BEGIN THE DATA

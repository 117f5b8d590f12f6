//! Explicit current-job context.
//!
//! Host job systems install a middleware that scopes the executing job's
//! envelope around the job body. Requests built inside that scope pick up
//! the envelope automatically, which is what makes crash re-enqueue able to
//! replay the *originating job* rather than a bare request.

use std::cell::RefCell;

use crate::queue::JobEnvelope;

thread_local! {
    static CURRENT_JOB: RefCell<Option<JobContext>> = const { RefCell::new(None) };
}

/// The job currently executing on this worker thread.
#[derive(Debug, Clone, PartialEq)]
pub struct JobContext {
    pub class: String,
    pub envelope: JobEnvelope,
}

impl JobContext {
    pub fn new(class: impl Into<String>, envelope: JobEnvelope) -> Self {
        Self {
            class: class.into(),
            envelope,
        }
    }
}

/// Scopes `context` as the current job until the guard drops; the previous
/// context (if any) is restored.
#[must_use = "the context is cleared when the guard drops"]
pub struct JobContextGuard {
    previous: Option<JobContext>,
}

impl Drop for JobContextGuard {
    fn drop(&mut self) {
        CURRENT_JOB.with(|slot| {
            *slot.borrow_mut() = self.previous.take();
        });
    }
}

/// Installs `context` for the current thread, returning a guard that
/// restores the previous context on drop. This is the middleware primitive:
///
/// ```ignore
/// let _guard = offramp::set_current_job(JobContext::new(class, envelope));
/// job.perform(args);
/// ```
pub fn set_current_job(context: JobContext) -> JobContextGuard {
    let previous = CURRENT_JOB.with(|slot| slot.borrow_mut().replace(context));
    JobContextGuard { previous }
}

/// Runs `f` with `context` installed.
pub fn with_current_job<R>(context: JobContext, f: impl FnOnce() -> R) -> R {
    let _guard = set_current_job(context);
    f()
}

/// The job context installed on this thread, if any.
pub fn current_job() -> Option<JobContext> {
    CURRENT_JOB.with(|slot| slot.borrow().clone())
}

END THE DATA
BEGIN THE DATA

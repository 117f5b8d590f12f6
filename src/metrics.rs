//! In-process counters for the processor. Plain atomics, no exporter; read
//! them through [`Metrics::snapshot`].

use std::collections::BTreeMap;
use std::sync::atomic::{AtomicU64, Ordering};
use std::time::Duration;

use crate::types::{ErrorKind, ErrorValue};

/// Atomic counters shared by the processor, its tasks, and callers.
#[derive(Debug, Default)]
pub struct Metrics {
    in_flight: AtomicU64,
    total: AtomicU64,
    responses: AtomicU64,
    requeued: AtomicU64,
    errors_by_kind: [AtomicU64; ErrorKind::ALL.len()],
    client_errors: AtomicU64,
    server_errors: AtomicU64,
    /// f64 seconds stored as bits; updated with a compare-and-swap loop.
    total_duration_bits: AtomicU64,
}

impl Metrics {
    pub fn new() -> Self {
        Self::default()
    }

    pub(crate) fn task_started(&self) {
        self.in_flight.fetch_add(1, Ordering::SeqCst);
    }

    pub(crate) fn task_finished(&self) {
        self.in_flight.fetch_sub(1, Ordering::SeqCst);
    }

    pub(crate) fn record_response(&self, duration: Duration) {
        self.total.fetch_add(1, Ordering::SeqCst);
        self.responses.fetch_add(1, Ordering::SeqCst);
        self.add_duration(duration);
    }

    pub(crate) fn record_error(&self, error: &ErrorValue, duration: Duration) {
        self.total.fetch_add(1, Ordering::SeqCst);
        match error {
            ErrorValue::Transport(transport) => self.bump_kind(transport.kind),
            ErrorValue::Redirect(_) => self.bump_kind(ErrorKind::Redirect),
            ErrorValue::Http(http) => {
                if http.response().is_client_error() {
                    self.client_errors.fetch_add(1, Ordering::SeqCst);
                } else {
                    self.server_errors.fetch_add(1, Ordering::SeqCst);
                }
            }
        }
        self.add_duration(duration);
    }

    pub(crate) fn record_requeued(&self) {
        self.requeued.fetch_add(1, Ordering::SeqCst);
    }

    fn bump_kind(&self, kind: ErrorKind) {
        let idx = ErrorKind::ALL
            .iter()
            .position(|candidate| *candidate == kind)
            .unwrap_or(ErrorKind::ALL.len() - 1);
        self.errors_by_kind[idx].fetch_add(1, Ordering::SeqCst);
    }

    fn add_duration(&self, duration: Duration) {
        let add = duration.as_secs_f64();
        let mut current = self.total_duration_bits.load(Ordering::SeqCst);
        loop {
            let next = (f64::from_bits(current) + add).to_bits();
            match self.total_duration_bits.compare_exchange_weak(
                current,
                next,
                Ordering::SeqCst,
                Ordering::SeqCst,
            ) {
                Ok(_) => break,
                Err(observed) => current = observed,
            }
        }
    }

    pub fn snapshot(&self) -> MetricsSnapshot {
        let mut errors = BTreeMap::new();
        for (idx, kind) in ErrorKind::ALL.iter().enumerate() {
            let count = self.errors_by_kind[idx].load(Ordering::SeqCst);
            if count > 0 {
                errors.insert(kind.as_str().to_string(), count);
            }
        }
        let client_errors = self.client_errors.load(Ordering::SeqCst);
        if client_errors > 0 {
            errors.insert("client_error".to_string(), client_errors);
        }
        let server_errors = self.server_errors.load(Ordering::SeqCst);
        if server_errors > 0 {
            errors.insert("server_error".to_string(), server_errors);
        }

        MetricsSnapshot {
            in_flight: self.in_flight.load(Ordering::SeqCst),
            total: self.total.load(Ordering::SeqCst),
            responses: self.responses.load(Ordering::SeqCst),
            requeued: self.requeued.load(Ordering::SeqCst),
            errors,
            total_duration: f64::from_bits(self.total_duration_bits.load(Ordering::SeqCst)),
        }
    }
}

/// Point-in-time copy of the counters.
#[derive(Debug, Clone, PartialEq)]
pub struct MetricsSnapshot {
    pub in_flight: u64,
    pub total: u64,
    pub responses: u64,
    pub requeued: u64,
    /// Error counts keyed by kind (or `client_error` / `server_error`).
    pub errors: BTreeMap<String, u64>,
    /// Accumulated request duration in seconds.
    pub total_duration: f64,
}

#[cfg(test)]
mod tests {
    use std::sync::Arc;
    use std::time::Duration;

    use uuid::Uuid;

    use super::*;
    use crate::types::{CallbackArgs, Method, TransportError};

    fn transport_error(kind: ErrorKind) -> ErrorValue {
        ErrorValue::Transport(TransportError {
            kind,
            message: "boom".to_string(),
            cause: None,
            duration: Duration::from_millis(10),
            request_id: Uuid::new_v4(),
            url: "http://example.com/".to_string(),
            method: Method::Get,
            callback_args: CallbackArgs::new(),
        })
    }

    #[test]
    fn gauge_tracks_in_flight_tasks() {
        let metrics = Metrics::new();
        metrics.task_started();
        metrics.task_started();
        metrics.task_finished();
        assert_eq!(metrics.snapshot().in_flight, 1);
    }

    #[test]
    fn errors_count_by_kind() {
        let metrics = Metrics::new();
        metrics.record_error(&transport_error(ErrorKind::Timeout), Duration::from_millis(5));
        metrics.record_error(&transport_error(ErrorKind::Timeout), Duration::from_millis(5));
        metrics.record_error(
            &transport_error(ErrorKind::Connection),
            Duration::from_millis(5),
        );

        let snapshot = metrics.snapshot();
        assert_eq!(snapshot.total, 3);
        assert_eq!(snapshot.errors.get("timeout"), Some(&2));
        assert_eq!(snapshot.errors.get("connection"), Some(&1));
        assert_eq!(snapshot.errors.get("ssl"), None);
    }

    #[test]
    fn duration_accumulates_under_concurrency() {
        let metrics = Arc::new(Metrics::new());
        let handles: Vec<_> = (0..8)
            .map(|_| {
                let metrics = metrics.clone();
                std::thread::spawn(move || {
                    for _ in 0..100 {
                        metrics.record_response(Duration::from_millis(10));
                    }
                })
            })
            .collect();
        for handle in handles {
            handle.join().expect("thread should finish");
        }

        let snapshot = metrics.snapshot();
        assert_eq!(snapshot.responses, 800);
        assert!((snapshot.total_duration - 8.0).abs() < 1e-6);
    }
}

END THE DATA
BEGIN THE DATA

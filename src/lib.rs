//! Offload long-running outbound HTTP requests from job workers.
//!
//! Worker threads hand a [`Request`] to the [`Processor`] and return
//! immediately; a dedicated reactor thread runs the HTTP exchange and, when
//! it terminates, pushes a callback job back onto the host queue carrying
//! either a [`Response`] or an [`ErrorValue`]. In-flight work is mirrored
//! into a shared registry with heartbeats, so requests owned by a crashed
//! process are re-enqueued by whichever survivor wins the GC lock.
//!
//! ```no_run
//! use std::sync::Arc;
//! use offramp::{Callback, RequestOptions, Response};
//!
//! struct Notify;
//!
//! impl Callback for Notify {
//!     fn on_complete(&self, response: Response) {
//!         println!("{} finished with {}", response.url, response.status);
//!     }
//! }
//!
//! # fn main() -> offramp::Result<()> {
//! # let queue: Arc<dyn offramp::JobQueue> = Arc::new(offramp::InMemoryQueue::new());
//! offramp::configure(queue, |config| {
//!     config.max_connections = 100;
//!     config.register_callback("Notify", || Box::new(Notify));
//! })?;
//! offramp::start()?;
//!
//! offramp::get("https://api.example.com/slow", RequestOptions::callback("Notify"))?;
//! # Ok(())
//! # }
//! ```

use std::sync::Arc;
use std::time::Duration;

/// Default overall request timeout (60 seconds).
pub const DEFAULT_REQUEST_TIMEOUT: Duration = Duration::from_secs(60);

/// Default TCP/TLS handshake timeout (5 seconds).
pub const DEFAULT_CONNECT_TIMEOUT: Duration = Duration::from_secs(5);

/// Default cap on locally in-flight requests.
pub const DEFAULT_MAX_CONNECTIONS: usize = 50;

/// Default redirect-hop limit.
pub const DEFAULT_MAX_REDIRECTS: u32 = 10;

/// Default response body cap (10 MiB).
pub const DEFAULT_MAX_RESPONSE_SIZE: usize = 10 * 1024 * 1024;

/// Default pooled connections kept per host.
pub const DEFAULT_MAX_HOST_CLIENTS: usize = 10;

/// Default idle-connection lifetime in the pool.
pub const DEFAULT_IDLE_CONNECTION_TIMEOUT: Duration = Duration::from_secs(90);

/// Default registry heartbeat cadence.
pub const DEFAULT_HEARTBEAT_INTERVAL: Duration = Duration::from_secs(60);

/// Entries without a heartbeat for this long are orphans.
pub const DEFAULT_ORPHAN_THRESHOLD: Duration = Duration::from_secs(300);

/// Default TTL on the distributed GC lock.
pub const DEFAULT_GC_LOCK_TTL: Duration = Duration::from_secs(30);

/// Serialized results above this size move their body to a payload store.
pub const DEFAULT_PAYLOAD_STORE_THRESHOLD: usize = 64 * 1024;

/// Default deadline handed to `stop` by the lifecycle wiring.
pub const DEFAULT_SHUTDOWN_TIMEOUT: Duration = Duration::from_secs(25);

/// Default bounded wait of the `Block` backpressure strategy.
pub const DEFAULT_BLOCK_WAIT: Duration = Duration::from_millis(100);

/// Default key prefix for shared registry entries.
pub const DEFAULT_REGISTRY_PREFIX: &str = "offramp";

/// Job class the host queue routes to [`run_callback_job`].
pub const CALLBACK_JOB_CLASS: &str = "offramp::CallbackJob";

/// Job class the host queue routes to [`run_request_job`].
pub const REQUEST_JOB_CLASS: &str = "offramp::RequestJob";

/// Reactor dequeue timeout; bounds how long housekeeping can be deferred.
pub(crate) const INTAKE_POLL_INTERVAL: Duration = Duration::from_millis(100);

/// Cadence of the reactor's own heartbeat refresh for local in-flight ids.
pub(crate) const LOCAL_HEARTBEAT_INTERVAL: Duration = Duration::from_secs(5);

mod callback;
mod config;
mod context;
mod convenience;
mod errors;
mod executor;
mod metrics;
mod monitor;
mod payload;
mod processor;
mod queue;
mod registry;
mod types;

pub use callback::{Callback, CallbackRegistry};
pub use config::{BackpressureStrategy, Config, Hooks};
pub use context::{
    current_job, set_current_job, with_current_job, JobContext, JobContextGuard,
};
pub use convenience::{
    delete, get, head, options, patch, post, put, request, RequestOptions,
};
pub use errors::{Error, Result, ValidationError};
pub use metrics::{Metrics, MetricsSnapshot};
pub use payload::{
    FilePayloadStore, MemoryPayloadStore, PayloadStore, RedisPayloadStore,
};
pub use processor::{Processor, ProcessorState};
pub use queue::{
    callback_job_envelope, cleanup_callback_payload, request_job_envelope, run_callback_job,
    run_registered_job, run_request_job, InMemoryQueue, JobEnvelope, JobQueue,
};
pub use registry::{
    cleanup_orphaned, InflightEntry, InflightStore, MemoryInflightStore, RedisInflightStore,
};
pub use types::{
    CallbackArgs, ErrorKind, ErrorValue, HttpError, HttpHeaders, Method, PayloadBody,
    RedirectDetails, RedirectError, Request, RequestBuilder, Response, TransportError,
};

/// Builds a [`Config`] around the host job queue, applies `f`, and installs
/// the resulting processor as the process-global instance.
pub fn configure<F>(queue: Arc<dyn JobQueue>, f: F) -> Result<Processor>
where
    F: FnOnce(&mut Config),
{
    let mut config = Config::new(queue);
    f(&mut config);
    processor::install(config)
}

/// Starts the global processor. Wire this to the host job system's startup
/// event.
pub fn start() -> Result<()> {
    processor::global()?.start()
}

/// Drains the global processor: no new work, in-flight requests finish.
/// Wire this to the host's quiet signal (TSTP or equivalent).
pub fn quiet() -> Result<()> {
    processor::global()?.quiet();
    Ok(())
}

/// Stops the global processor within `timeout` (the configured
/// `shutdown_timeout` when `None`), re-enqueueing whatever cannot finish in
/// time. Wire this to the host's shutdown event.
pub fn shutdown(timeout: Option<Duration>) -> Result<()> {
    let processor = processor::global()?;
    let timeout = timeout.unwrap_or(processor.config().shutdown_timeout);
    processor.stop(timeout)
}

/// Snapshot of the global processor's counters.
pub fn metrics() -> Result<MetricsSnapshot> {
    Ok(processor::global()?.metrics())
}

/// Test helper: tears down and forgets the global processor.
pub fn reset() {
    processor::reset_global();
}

END THE DATA

List all lines from the entries that include the word "JobQueue".

//! # let queue: Arc<dyn offramp::JobQueue> = Arc::new(offramp::InMemoryQueue::new());
    run_registered_job, run_request_job, InMemoryQueue, JobEnvelope, JobQueue,
pub fn configure<F>(queue: Arc<dyn JobQueue>, f: F) -> Result<Processor>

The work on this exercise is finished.